* [Action item] Look through the entries below and report how many lines hold the string "executor". Only the number is wanted.

[Collected data]
•••

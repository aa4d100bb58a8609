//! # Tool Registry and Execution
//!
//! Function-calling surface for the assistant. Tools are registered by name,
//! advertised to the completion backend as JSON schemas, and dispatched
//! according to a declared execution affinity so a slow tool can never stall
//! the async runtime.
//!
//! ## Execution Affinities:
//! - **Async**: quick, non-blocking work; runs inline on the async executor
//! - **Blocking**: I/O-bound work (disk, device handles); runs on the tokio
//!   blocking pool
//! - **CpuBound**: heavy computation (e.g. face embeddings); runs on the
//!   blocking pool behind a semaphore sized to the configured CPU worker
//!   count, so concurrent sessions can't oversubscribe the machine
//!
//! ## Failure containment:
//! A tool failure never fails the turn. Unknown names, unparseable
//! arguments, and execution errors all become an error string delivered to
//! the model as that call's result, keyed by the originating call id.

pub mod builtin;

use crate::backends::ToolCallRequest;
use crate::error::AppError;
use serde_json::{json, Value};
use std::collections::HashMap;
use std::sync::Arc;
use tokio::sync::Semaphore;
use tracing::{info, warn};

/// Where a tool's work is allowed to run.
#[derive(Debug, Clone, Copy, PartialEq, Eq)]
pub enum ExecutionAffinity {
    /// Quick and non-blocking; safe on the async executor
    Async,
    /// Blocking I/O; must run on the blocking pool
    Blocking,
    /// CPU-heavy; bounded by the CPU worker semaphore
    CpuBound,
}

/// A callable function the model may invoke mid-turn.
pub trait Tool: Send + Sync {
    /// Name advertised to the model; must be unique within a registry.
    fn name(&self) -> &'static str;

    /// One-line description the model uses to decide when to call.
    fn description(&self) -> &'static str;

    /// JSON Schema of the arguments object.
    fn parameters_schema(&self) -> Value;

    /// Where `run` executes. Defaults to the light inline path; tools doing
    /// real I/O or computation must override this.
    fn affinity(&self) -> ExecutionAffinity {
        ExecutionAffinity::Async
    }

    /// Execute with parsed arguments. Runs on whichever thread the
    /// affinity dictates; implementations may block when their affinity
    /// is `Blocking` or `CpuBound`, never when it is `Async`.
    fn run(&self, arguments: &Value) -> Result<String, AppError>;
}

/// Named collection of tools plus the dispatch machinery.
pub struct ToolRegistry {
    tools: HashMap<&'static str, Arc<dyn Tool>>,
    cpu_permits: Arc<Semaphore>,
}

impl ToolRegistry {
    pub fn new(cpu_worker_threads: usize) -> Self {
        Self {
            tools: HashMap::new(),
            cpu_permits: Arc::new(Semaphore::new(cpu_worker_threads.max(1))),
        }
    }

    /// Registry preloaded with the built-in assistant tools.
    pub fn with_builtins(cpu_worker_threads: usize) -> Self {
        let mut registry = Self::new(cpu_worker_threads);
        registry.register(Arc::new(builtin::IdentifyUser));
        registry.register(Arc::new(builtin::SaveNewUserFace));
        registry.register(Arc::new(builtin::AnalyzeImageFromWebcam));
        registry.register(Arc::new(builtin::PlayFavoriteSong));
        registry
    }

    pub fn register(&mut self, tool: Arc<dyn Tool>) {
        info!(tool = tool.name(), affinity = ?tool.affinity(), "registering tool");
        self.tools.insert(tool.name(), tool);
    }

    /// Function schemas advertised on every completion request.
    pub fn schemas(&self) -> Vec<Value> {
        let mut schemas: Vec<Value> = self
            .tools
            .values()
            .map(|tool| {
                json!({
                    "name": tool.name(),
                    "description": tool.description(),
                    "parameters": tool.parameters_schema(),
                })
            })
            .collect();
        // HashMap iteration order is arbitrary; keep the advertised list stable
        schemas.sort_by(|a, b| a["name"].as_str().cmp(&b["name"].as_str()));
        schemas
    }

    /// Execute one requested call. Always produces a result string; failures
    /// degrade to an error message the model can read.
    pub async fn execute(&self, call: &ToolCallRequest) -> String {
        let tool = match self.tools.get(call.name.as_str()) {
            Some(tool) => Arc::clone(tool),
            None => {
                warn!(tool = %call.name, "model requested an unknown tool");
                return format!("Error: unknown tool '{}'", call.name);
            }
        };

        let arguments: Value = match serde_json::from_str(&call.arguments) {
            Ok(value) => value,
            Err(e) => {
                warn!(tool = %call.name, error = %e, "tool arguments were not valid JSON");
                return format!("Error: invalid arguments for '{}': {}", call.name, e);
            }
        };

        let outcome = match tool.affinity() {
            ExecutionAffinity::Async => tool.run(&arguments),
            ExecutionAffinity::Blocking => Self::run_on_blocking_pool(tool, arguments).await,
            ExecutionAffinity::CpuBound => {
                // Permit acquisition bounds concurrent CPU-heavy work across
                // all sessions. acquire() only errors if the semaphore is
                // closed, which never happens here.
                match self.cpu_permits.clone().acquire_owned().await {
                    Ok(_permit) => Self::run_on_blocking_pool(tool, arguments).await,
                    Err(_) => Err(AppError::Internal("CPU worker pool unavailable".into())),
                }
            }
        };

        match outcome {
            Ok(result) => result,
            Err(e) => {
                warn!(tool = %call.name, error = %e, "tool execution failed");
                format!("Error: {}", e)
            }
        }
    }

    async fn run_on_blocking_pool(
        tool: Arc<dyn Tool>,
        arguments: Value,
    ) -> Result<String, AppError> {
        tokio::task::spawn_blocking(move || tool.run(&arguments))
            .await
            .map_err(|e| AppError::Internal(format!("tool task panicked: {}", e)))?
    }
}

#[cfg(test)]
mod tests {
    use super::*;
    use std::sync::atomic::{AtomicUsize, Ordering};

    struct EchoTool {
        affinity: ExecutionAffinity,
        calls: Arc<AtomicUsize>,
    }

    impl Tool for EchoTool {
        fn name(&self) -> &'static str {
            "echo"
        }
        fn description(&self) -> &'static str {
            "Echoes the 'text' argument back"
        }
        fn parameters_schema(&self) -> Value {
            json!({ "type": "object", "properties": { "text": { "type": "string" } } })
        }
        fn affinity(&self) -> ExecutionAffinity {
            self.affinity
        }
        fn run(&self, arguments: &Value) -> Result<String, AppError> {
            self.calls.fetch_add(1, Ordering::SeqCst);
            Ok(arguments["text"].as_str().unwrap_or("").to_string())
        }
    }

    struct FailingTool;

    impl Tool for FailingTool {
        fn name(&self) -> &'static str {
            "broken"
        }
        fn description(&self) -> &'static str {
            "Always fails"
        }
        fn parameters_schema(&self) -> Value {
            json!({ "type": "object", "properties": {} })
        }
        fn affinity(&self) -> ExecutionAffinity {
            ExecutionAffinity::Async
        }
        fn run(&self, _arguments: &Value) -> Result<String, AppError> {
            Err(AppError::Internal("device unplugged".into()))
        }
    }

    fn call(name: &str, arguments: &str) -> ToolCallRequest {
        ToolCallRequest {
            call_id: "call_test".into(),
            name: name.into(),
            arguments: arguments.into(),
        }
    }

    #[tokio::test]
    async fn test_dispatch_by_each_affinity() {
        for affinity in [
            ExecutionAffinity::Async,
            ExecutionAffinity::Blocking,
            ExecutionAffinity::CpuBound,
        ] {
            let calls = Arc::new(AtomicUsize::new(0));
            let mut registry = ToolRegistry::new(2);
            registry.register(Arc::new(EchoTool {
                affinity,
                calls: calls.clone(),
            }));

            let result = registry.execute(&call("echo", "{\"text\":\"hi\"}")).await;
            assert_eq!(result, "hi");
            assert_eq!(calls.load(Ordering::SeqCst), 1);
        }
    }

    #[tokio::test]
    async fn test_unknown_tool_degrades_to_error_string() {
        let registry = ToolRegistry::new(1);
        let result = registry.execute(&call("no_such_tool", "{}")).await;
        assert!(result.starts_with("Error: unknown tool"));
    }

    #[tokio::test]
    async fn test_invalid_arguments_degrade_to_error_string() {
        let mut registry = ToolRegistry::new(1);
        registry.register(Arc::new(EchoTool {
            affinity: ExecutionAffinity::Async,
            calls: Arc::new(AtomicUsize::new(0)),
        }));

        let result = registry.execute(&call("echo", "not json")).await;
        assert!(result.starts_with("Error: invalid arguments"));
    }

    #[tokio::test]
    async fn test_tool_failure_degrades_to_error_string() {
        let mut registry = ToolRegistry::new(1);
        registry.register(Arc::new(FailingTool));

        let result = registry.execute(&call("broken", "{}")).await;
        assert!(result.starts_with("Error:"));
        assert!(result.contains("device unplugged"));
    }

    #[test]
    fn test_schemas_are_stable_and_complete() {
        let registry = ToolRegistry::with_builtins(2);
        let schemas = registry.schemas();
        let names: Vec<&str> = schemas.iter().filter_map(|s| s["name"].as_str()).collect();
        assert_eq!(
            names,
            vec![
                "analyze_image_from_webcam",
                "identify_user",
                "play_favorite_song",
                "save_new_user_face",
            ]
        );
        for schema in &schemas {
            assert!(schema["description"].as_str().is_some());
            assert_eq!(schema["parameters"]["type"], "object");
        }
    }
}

•••

* [Exercise result] 2